Top of DATA

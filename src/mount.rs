//! Mount Controller - Lifecycle state machine for one bridged container.
//!
//! Owns exactly one container node and drives it through
//! `Idle -> Mounting -> Mounted -> Unmounting -> Idle`, with `Errored`
//! reachable from `Mounting`. Transitions are synchronous: a remount always
//! finishes the previous teardown (listeners off, container cleared,
//! `on_unmount`) before the next factory runs.
//!
//! Invariants enforced here:
//! - at most one node is attached inside the container at any time
//! - every listener attached during a mount is removed before that node is
//!   detached
//! - a failure becomes a visible fallback node plus a log record, never a
//!   blank container and never an escaping error
//!
//! Remount keying uses config handle identity (`Rc` pointer), not deep
//! equality: swapping in a freshly built config is a new key.

use std::rc::Rc;

use log::{debug, error, warn};

use crate::error::BridgeError;
use crate::events::{EventCallback, EventKind, MountCallback, UnmountCallback};
use crate::node::{ListenerId, Node};
use crate::normalize::normalize;
use crate::registry::FactoryRegistry;
use crate::types::Config;

// =============================================================================
// State & inputs
// =============================================================================

/// Lifecycle states of one bridged container.
///
/// `Mounting` and `Unmounting` are observable from inside callbacks even
/// though every transition completes synchronously.
#[derive(Clone, Copy, Debug, PartialEq, Eq)]
pub enum MountState {
    Idle,
    Mounting,
    Mounted,
    Unmounting,
    Errored,
}

/// What to mount: logical name, optional create-method variant, config.
#[derive(Clone)]
pub struct MountSpec {
    pub name: String,
    pub method: Option<String>,
    pub config: Config,
}

impl MountSpec {
    pub fn new(name: &str, config: Config) -> Self {
        Self {
            name: name.to_string(),
            method: None,
            config,
        }
    }

    pub fn with_method(name: &str, method: &str, config: Config) -> Self {
        Self {
            name: name.to_string(),
            method: Some(method.to_string()),
            config,
        }
    }

    /// Remount key comparison: name and method by value, config by handle
    /// identity.
    fn same_key(&self, other: &MountSpec) -> bool {
        self.name == other.name
            && self.method == other.method
            && Rc::ptr_eq(&self.config, &other.config)
    }
}

/// Caller-supplied lifecycle and event callbacks.
#[derive(Clone, Default)]
pub struct BridgeCallbacks {
    /// Called once per successful mount with the attached node.
    pub on_mount: Option<MountCallback>,
    /// Called once per teardown of a successfully mounted node.
    pub on_unmount: Option<UnmountCallback>,
    /// Receives `(kind, detail)` for every wired event that fires while
    /// mounted.
    pub on_event: Option<EventCallback>,
}

// =============================================================================
// Controller
// =============================================================================

/// Drives mount/remount/unmount for one container.
pub struct MountController {
    container: Node,
    state: MountState,
    mounted: Option<Node>,
    listeners: Vec<ListenerId>,
    last_spec: Option<MountSpec>,
    generation: u64,
}

impl MountController {
    pub fn new(container: Node) -> Self {
        Self {
            container,
            state: MountState::Idle,
            mounted: None,
            listeners: Vec::new(),
            last_spec: None,
            generation: 0,
        }
    }

    pub fn container(&self) -> &Node {
        &self.container
    }

    pub fn state(&self) -> MountState {
        self.state
    }

    /// Monotonic count of transitions out of rest. Deferred toolkit work
    /// that captured an older generation must discard its result.
    pub fn generation(&self) -> u64 {
        self.generation
    }

    /// The node currently attached: the widget while `Mounted`, the fallback
    /// while `Errored`, `None` while `Idle`.
    pub fn mounted_node(&self) -> Option<Node> {
        self.mounted.clone()
    }

    /// Mount `spec`, tearing down whatever the container held first.
    ///
    /// A spec with an unchanged key is a no-op, including after a failed
    /// mount: retrying the same key would just rebuild the same fallback.
    pub fn apply(
        &mut self,
        registry: &FactoryRegistry,
        spec: MountSpec,
        callbacks: &BridgeCallbacks,
    ) {
        if self.state != MountState::Idle {
            if let Some(last) = &self.last_spec {
                if last.same_key(&spec) {
                    return;
                }
            }
        }

        self.teardown(callbacks);
        self.generation += 1;
        self.state = MountState::Mounting;
        debug!("mounting \"{}\" (generation {})", spec.name, self.generation);

        if let Err(err) = self.mount_widget(registry, &spec, callbacks) {
            error!("mount of \"{}\" failed: {err}", spec.name);
            self.show_fallback(&spec.name, &err);
            self.state = MountState::Errored;
        }
        self.last_spec = Some(spec);
    }

    /// Tear down and return to `Idle`. Idempotent.
    pub fn unmount(&mut self, callbacks: &BridgeCallbacks) {
        if self.teardown(callbacks) {
            self.generation += 1;
            debug!("container unmounted");
        }
        self.last_spec = None;
    }

    fn mount_widget(
        &mut self,
        registry: &FactoryRegistry,
        spec: &MountSpec,
        callbacks: &BridgeCallbacks,
    ) -> Result<(), BridgeError> {
        let descriptor = registry.resolve(&spec.name)?;
        let factory = normalize(descriptor, spec.method.as_deref())?;
        let node = factory.invoke(&spec.config)?;

        self.container.clear_children();
        self.container
            .append_child(&node)
            .map_err(|err| BridgeError::Invocation {
                name: spec.name.clone(),
                detail: err.to_string(),
                source: None,
            })?;

        if let Some(on_event) = &callbacks.on_event {
            self.wire_events(&spec.name, &node, on_event);
        }

        self.mounted = Some(node.clone());
        self.state = MountState::Mounted;
        debug!("mounted \"{}\"", spec.name);

        if let Some(on_mount) = &callbacks.on_mount {
            on_mount(&node);
        }
        Ok(())
    }

    /// Attach one dispatcher per event kind.
    ///
    /// A node that refuses listeners degrades the mount instead of failing
    /// it: the widget stays up, events are not forwarded.
    fn wire_events(&mut self, name: &str, node: &Node, on_event: &EventCallback) {
        for kind in EventKind::ALL {
            let forward = on_event.clone();
            match node.add_listener(kind, Rc::new(move |detail| forward(kind, detail))) {
                Ok(id) => self.listeners.push(id),
                Err(_) => {
                    let err = BridgeError::ListenerAttach {
                        name: name.to_string(),
                        event: kind,
                    };
                    warn!("{err}");
                    break;
                }
            }
        }
    }

    /// Complete the unmount half of the cycle. Returns whether anything was
    /// actually torn down.
    fn teardown(&mut self, callbacks: &BridgeCallbacks) -> bool {
        if self.state == MountState::Idle {
            return false;
        }
        let was_live = self.state == MountState::Mounted;
        self.state = MountState::Unmounting;

        if let Some(node) = self.mounted.take() {
            // Listeners come off before the node leaves the tree, so nothing
            // can fire into a callback mid-teardown.
            for id in self.listeners.drain(..) {
                node.remove_listener(id);
            }
        }
        self.container.clear_children();

        if was_live {
            if let Some(on_unmount) = &callbacks.on_unmount {
                on_unmount();
            }
        }
        self.state = MountState::Idle;
        true
    }

    fn show_fallback(&mut self, name: &str, error: &BridgeError) {
        let fallback = fallback_node(name, error);
        self.container.clear_children();
        let _ = self.container.append_child(&fallback);
        self.mounted = Some(fallback);
    }
}

// =============================================================================
// Fallback
// =============================================================================

/// Visible error placeholder: component name plus error text, marked with a
/// distinguishable class. A failed widget must be discoverable in the UI,
/// not a blank region.
pub fn fallback_node(name: &str, error: &BridgeError) -> Node {
    let node = Node::element("fallback");
    node.set_attr("class", "weld-fallback");
    node.set_attr("data-component", name);
    let _ = node.append_child(&Node::text(&format!("{name}: {error}")));
    node
}

// =============================================================================
// Tests
// =============================================================================
//! Event surface - The fixed interaction event set and callback types.
//!
//! The mount layer wires one dispatcher per event kind onto each mounted
//! widget node. The set is the union of interaction patterns across wrapped
//! widget kinds, so every toolkit widget reports through the same nine kinds.
//!
//! # Example
//!
//! ```ignore
//! use weld_ui::events::{EventKind, EventCallback};
//! use std::rc::Rc;
//!
//! let on_event: EventCallback = Rc::new(|kind, detail| {
//!     println!("{kind}: {detail}");
//! });
//! ```

use std::fmt;
use std::rc::Rc;

use crate::node::Node;

// =============================================================================
// Event Kind
// =============================================================================

/// Interaction event kinds forwarded from mounted widget nodes.
#[derive(Clone, Copy, Debug, PartialEq, Eq, Hash)]
pub enum EventKind {
    Click,
    Change,
    Input,
    Focus,
    Blur,
    Submit,
    Search,
    Select,
    Action,
}

impl EventKind {
    /// Every kind the mount layer wires, in dispatch-registration order.
    pub const ALL: [EventKind; 9] = [
        EventKind::Click,
        EventKind::Change,
        EventKind::Input,
        EventKind::Focus,
        EventKind::Blur,
        EventKind::Submit,
        EventKind::Search,
        EventKind::Select,
        EventKind::Action,
    ];

    /// Wire-format name, matching the toolkit's event naming.
    pub fn as_str(&self) -> &'static str {
        match self {
            EventKind::Click => "click",
            EventKind::Change => "change",
            EventKind::Input => "input",
            EventKind::Focus => "focus",
            EventKind::Blur => "blur",
            EventKind::Submit => "submit",
            EventKind::Search => "search",
            EventKind::Select => "select",
            EventKind::Action => "action",
        }
    }
}

impl fmt::Display for EventKind {
    fn fmt(&self, f: &mut fmt::Formatter<'_>) -> fmt::Result {
        f.write_str(self.as_str())
    }
}

// =============================================================================
// Event Detail
// =============================================================================

/// Payload a widget attaches to an emitted event.
///
/// Widgets decide the shape; the bridge passes it through untouched.
pub type EventDetail = serde_json::Value;

// =============================================================================
// Callback Types
// =============================================================================

/// Handler registered on a node for one event kind (Rc for shared ownership
/// in closures).
pub type EventHandler = Rc<dyn Fn(&EventDetail)>;

/// Caller-facing event callback: receives the kind and the widget's detail.
pub type EventCallback = Rc<dyn Fn(EventKind, &EventDetail)>;

/// Called once per successful mount with the node that was attached.
pub type MountCallback = Rc<dyn Fn(&Node)>;

/// Called once per teardown of a successfully mounted node.
pub type UnmountCallback = Rc<dyn Fn()>;

// =============================================================================
// Tests
// =============================================================================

Bottom of DATA

Look through the data above for lines holding the word "crate". State how many there are and nothing else.

7